While the government time issued a new measure — the inter-district movement restriction — the three districts that comprise Greater Kampala metropolis are exempted within themselves.

The three are Wakiso, Mukono and Kampala City. Nearly a quarter of the country’s population lives in the three districts, where also three quarters of the country’s cars are found.

These cars kick up the dust of our unpaved roads and pump tonnes of poisonous engine exhausts in the air every day. Although non-essential workers were told to stay home, their cars could even be logging more kilometres per day because the owners are redundant and are not tied down to their work stations, so they are busy driving round and dodging police checkpoints as they crisscross the three districts.

Fuel dealers are grinning all the way to the bank because, a month before the budget, it was announced that instead of reviving road licences, Ush100 ($0.03) would be added per litre of any fuel type sold.

The fuel dealers quickly added Ush200 ($0.06) instead so that by the time the budget was read, they were already billions richer, and continue raking in the billions for no added value to the consumer or the government.

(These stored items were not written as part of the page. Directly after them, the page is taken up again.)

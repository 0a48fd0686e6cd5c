//! Period download example
//!
//! Authenticates against the portal, retrieves every received invoice for a date
//! range and saves the XML documents:
//!
//! ```bash
//! SAT_RFC=XAXX010101000 SAT_CIEC=secret \
//!     cargo run --example download_period -- 2024-01-01 2024-01-31
//! ```

use cfdi_dl::{
    BulkFetcher, Config, Credentials, DirectorySink, OverflowEvent, RetrievalEngine,
    SessionClient,
};
use chrono::NaiveDate;
use tracing_subscriber::EnvFilter;

#[tokio::main]
async fn main() -> Result<(), Box<dyn std::error::Error>> {
    tracing_subscriber::fmt()
        .with_env_filter(
            EnvFilter::try_from_default_env().unwrap_or_else(|_| EnvFilter::new("cfdi_dl=info")),
        )
        .init();

    let mut args = std::env::args().skip(1);
    let start: NaiveDate = args.next().ok_or("missing start date")?.parse()?;
    let end: NaiveDate = match args.next() {
        Some(end) => end.parse()?,
        None => start,
    };

    let credentials = Credentials::new(std::env::var("SAT_RFC")?, std::env::var("SAT_CIEC")?);
    let config = Config::default();

    let mut session = SessionClient::new(&config)?;
    session.authenticate(&credentials).await?;
    let client = session.http_client().clone();

    let mut engine = RetrievalEngine::new(session, &config);
    let on_overflow = |event: &OverflowEvent| {
        println!("⚠ {} reported {} rows, results may be incomplete", event.window, event.count);
    };
    let summary = engine.download_period(start, end, Some(&on_overflow)).await?;
    println!(
        "✓ {} records over {} days ({} queries, {} overflows)",
        summary.records, summary.days, summary.queries, summary.overflows
    );

    let mut sink = DirectorySink::from_config(&config.fetch).await?;
    let report = BulkFetcher::from_config(client, &config.fetch)
        .fetch_into(engine.urls(), &mut sink)
        .await;
    println!(
        "✓ {} documents saved to {}, {} failed",
        sink.written().len(),
        sink.dir().display(),
        report.failed.len()
    );
    for (url, reason) in &report.failed {
        println!("✗ {url}: {reason}");
    }

    Ok(())
}
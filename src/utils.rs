//! Filename and path helpers for saved documents

use crate::config::FileCollisionAction;
use crate::error::{Error, Result};
use std::path::{Path, PathBuf};

/// Maximum number of rename attempts when resolving file collisions
const MAX_RENAME_ATTEMPTS: u32 = 9999;

/// Resolve where a document should be written, given what is already on disk.
///
/// Returns `Ok(None)` when the file exists and the action is `Skip`. `Rename` appends
/// ` (1)`, ` (2)`, ... before the extension until the name is free.
///
/// # Examples
///
/// ```
/// use cfdi_dl::utils::get_unique_path;
/// use cfdi_dl::config::FileCollisionAction;
/// use std::path::Path;
///
/// let path = Path::new("/tmp/cfdi-dl-doc-that-does-not-exist.xml");
/// let unique = get_unique_path(path, FileCollisionAction::Rename).unwrap();
/// assert_eq!(unique.as_deref(), Some(path));
/// ```
pub fn get_unique_path(path: &Path, action: FileCollisionAction) -> Result<Option<PathBuf>> {
    if !path.exists() {
        return Ok(Some(path.to_path_buf()));
    }

    match action {
        FileCollisionAction::Overwrite => Ok(Some(path.to_path_buf())),
        FileCollisionAction::Skip => Ok(None),
        FileCollisionAction::Rename => {
            let invalid = |reason: &str| {
                Error::Io(std::io::Error::new(
                    std::io::ErrorKind::InvalidInput,
                    format!("{}: {reason}", path.display()),
                ))
            };
            let stem = path
                .file_stem()
                .and_then(|s| s.to_str())
                .ok_or_else(|| invalid("cannot extract file stem"))?;
            let extension = path.extension().and_then(|e| e.to_str());
            let parent = path
                .parent()
                .ok_or_else(|| invalid("cannot extract parent directory"))?;

            for i in 1..=MAX_RENAME_ATTEMPTS {
                let name = match extension {
                    Some(ext) => format!("{stem} ({i}).{ext}"),
                    None => format!("{stem} ({i})"),
                };
                let candidate = parent.join(name);
                if !candidate.exists() {
                    return Ok(Some(candidate));
                }
            }

            Err(Error::Io(std::io::Error::new(
                std::io::ErrorKind::AlreadyExists,
                format!(
                    "{}: no free name after {MAX_RENAME_ATTEMPTS} attempts",
                    path.display()
                ),
            )))
        }
    }
}

/// Make a server-supplied name safe to use as a single path component.
///
/// Path separators, control characters and characters Windows rejects become `_`;
/// leading/trailing dots and spaces are trimmed. Returns `None` if nothing is left.
pub fn sanitize_filename(name: &str) -> Option<String> {
    let cleaned: String = name
        .chars()
        .map(|c| match c {
            '/' | '\\' | ':' | '*' | '?' | '"' | '<' | '>' | '|' => '_',
            c if c.is_control() => '_',
            c => c,
        })
        .collect();
    let cleaned = cleaned.trim_matches(|c: char| c == '.' || c.is_whitespace());
    (!cleaned.is_empty()).then(|| cleaned.to_string())
}

/// Extract the filename from a `Content-Disposition` header value.
///
/// Handles `filename="a.xml"`, bare `filename=a.xml` and RFC 5987 `filename*=UTF-8''a.xml`
/// (which wins when both are present). The extension is kept.
pub fn filename_from_content_disposition(value: &str) -> Option<String> {
    let mut plain = None;

    for part in value.split(';') {
        let part = part.trim();
        if let Some(encoded) = part.strip_prefix("filename*=") {
            // charset'lang'percent-encoded
            let encoded = encoded.rsplit('\'').next().unwrap_or(encoded);
            if let Ok(decoded) = urlencoding::decode(encoded)
                && let Some(name) = sanitize_filename(&decoded)
            {
                return Some(name);
            }
        } else if let Some(name) = part.strip_prefix("filename=") {
            plain = sanitize_filename(name.trim_matches('"'));
        }
    }

    plain
}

The poisoning of the Greater Kampala residents is now even worse because there is no restriction on trucks and pickups as these are presumed to be carrying goods and are allowed one driver plus one passenger.

The immediate result of that announcement saw the oldest pickups almost dominate the main roads. Whoever had an abandoned old pickup dug it out and put it on the road. The black smoke they spew out all over the place is visible even to the visually impaired. Uganda is one place where no traffic officers has challenged any driver over pollution in recent memory.

Of course many of pickup trucks being followed by a black snake of smoke a mile long are not carrying any cargo. They are just carrying somebody and his friend to roam about undisturbed with their hardened hearts. For if you don’t want police to disturb you, just kick some life into that old pickup you abandoned a year back and hit the roads as it coughs and jerks forward.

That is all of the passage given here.